▶ WHAT IS NEEDED
Find out how many lines of the listing below include "expected" and report only that number.

▶ AVAILABLE DATA
#[cfg(test)]
mod tests {
  use super::*;

  const POOL_SIZE: usize = 160;

  fn pool_buffer() -> Vec<usize> {
    vec![0usize; POOL_SIZE / mem::size_of::<usize>()]
  }

  fn usable(pool_size: usize) -> usize {
    pool_size - 2 * HEADER_SIZE
  }

  /// Walks the header chain to the sentinel and returns the total
  /// bytes covered, headers included.
  fn walk_total(vsa: &Vsa) -> usize {
    let mut offset = 0;

    loop {
      let header = vsa.read(offset);

      if header.is_sentinel() {
        return offset + HEADER_SIZE;
      }

      offset += HEADER_SIZE + header.payload();
    }
  }

  #[test]
  fn test_init_leaves_one_free_block_spanning_the_pool() {
    let mut buf = pool_buffer();
    let mut vsa = unsafe { Vsa::init(buf.as_mut_ptr() as *mut u8, POOL_SIZE) };

    assert_eq!(usable(POOL_SIZE), vsa.largest_chunk_available());
    assert_eq!(POOL_SIZE, walk_total(&vsa));
  }

  #[test]
  fn test_init_rounds_the_pool_size_up() {
    let mut buf = pool_buffer();
    let word = mem::size_of::<usize>();

    // 7 bytes short of a word multiple still formats the full word.
    let mut vsa = unsafe { Vsa::init(buf.as_mut_ptr() as *mut u8, POOL_SIZE - word + 1) };

    assert_eq!(usable(POOL_SIZE), vsa.largest_chunk_available());
  }

  #[test]
  fn test_alloc_carves_a_block_and_reports_the_remainder() {
    let mut buf = pool_buffer();
    let mut vsa = unsafe { Vsa::init(buf.as_mut_ptr() as *mut u8, POOL_SIZE) };

    let block = vsa.alloc(32);

    assert!(!block.is_null());
    assert_eq!(usable(POOL_SIZE) - 32 - HEADER_SIZE, vsa.largest_chunk_available());
    assert_eq!(POOL_SIZE, walk_total(&vsa));
  }

  #[test]
  fn test_free_reclaims_the_whole_allocation() {
    let mut buf = pool_buffer();
    let mut vsa = unsafe { Vsa::init(buf.as_mut_ptr() as *mut u8, POOL_SIZE) };

    let before = vsa.largest_chunk_available();
    let block = vsa.alloc(32);

    unsafe { vsa.free(block) };

    assert_eq!(before, vsa.largest_chunk_available());
    assert_eq!(POOL_SIZE, walk_total(&vsa));
  }

  #[test]
  fn test_largest_chunk_reports_only_free_space_while_a_block_is_outstanding() {
    let mut buf = pool_buffer();
    let mut vsa = unsafe { Vsa::init(buf.as_mut_ptr() as *mut u8, POOL_SIZE) };

    let block = vsa.alloc(64);

    assert_eq!(usable(POOL_SIZE) - 64 - HEADER_SIZE, vsa.largest_chunk_available());

    unsafe { vsa.free(block) };

    assert_eq!(usable(POOL_SIZE), vsa.largest_chunk_available());
  }

  #[test]
  fn test_largest_chunk_is_idempotent() {
    let mut buf = pool_buffer();
    let mut vsa = unsafe { Vsa::init(buf.as_mut_ptr() as *mut u8, POOL_SIZE) };

    let a = vsa.alloc(16);
    let _b = vsa.alloc(16);

    unsafe { vsa.free(a) };

    let first = vsa.largest_chunk_available();

    assert_eq!(first, vsa.largest_chunk_available());
  }

  #[test]
  fn test_free_null_is_a_noop() {
    let mut buf = pool_buffer();
    let mut vsa = unsafe { Vsa::init(buf.as_mut_ptr() as *mut u8, POOL_SIZE) };

    let before = vsa.largest_chunk_available();

    unsafe { vsa.free(ptr::null_mut()) };

    assert_eq!(before, vsa.largest_chunk_available());
    assert_eq!(POOL_SIZE, walk_total(&vsa));
  }

  #[test]
  fn test_alloc_rounds_requests_up_to_the_word_size() {
    let mut buf = pool_buffer();
    let mut vsa = unsafe { Vsa::init(buf.as_mut_ptr() as *mut u8, POOL_SIZE) };

    let block = vsa.alloc(13);

    assert_eq!(0, block as usize % mem::size_of::<usize>());
    assert_eq!(
      usable(POOL_SIZE) - align!(13) - HEADER_SIZE,
      vsa.largest_chunk_available()
    );
  }

  #[test]
  fn test_oversized_request_returns_null() {
    let mut buf = pool_buffer();
    let mut vsa = unsafe { Vsa::init(buf.as_mut_ptr() as *mut u8, POOL_SIZE) };

    assert!(vsa.alloc(POOL_SIZE).is_null());
    assert!(vsa.alloc(usable(POOL_SIZE) + 1).is_null());

    // The failed searches must not have cost any capacity.
    assert_eq!(usable(POOL_SIZE), vsa.largest_chunk_available());
  }

  #[test]
  fn test_exhaustion_after_allocations_returns_null() {
    let mut buf = pool_buffer();
    let mut vsa = unsafe { Vsa::init(buf.as_mut_ptr() as *mut u8, POOL_SIZE) };

    let _a = vsa.alloc(64);
    let remaining = vsa.largest_chunk_available();

    assert!(vsa.alloc(remaining + 1).is_null());
    assert!(!vsa.alloc(remaining).is_null());
  }

  #[test]
  fn test_coalescing_merges_adjacent_freed_blocks() {
    let mut buf = pool_buffer();
    let mut vsa = unsafe { Vsa::init(buf.as_mut_ptr() as *mut u8, POOL_SIZE) };

    let a = vsa.alloc(16);
    let b = vsa.alloc(16);
    let _c = vsa.alloc(16);

    unsafe {
      vsa.free(a);
      vsa.free(b);
    }

    // Bigger than either hole alone; fits once a and b merge, header
    // of b included.
    let merged = vsa.alloc(32 + HEADER_SIZE);

    assert_eq!(a, merged);
    assert_eq!(POOL_SIZE, walk_total(&vsa));
  }

  #[test]
  fn test_alloc_reuses_a_freed_block() {
    let mut buf = pool_buffer();
    let mut vsa = unsafe { Vsa::init(buf.as_mut_ptr() as *mut u8, POOL_SIZE) };

    let a = vsa.alloc(24);
    let _b = vsa.alloc(24);

    unsafe { vsa.free(a) };

    assert_eq!(a, vsa.alloc(24));
  }

  #[test]
  fn test_allocations_do_not_overlap() {
    let mut buf = pool_buffer();
    let mut vsa = unsafe { Vsa::init(buf.as_mut_ptr() as *mut u8, POOL_SIZE) };

    let a = vsa.alloc(32);
    let b = vsa.alloc(32);

    assert!(!a.is_null());
    assert!(!b.is_null());

    unsafe {
      ptr::write_bytes(a, 0xAA, 32);
      ptr::write_bytes(b, 0xBB, 32);

      for i in 0..32 {
        assert_eq!(0xAA, a.add(i).read());
        assert_eq!(0xBB, b.add(i).read());
      }
    }

    assert_eq!(POOL_SIZE, walk_total(&vsa));
  }

  #[test]
  fn test_no_split_when_the_remainder_cannot_hold_a_header() {
    // Pool with exactly one block of capacity 2 * HEADER_SIZE.
    let mut buf = vec![0usize; 4 * HEADER_SIZE / mem::size_of::<usize>()];
    let mut vsa = unsafe { Vsa::init(buf.as_mut_ptr() as *mut u8, 4 * HEADER_SIZE) };

    // The leftover after this request equals one header, too small to
    // split off, so the whole capacity is handed out.
    let block = vsa.alloc(HEADER_SIZE);

    assert!(!block.is_null());
    assert_eq!(0, vsa.largest_chunk_available());

    unsafe { vsa.free(block) };

    assert_eq!(2 * HEADER_SIZE, vsa.largest_chunk_available());
  }

  #[test]
  fn test_header_chain_stays_intact_across_a_workload() {
    let mut buf = pool_buffer();
    let mut vsa = unsafe { Vsa::init(buf.as_mut_ptr() as *mut u8, POOL_SIZE) };

    let a = vsa.alloc(16);
    assert_eq!(POOL_SIZE, walk_total(&vsa));

    let b = vsa.alloc(40);
    assert_eq!(POOL_SIZE, walk_total(&vsa));

    unsafe { vsa.free(a) };
    assert_eq!(POOL_SIZE, walk_total(&vsa));

    let c = vsa.alloc(8);
    assert_eq!(POOL_SIZE, walk_total(&vsa));

    unsafe {
      vsa.free(b);
      vsa.free(c);
    }

    assert_eq!(POOL_SIZE, walk_total(&vsa));
    assert_eq!(usable(POOL_SIZE), vsa.largest_chunk_available());
  }

  #[test]
  #[should_panic(expected = "allocation request must be positive")]
  fn test_zero_byte_request_is_a_contract_violation() {
    let mut buf = pool_buffer();
    let mut vsa = unsafe { Vsa::init(buf.as_mut_ptr() as *mut u8, POOL_SIZE) };

    vsa.alloc(0);
  }

  #[test]
  #[should_panic(expected = "pool size must be positive")]
  fn test_zero_pool_size_is_a_contract_violation() {
    let mut buf = pool_buffer();

    unsafe { Vsa::init(buf.as_mut_ptr() as *mut u8, 0) };
  }

  #[test]
  #[should_panic(expected = "does not belong to this pool")]
  fn test_freeing_a_pointer_outside_the_pool_is_detected() {
    let mut buf = pool_buffer();
    let mut vsa = unsafe { Vsa::init(buf.as_mut_ptr() as *mut u8, POOL_SIZE) };

    let past_the_end = (buf.as_mut_ptr() as *mut u8).wrapping_add(2 * POOL_SIZE);

    unsafe { vsa.free(past_the_end) };
  }

  #[test]
  #[should_panic(expected = "not produced by this allocator")]
  fn test_freeing_a_pointer_without_a_signature_is_detected() {
    let mut buf = pool_buffer();
    let mut vsa = unsafe { Vsa::init(buf.as_mut_ptr() as *mut u8, POOL_SIZE) };

    let block = vsa.alloc(32);

    // Inside the pool, but not behind a header this allocator wrote.
    unsafe { vsa.free(block.add(mem::size_of::<usize>())) };
  }

  #[test]
  #[should_panic(expected = "double free")]
  fn test_double_free_is_detected() {
    let mut buf = pool_buffer();
    let mut vsa = unsafe { Vsa::init(buf.as_mut_ptr() as *mut u8, POOL_SIZE) };

    let block = vsa.alloc(32);

    unsafe {
      vsa.free(block);
      vsa.free(block);
    }
  }
}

▶ SOLUTION FOR THIS TASK
5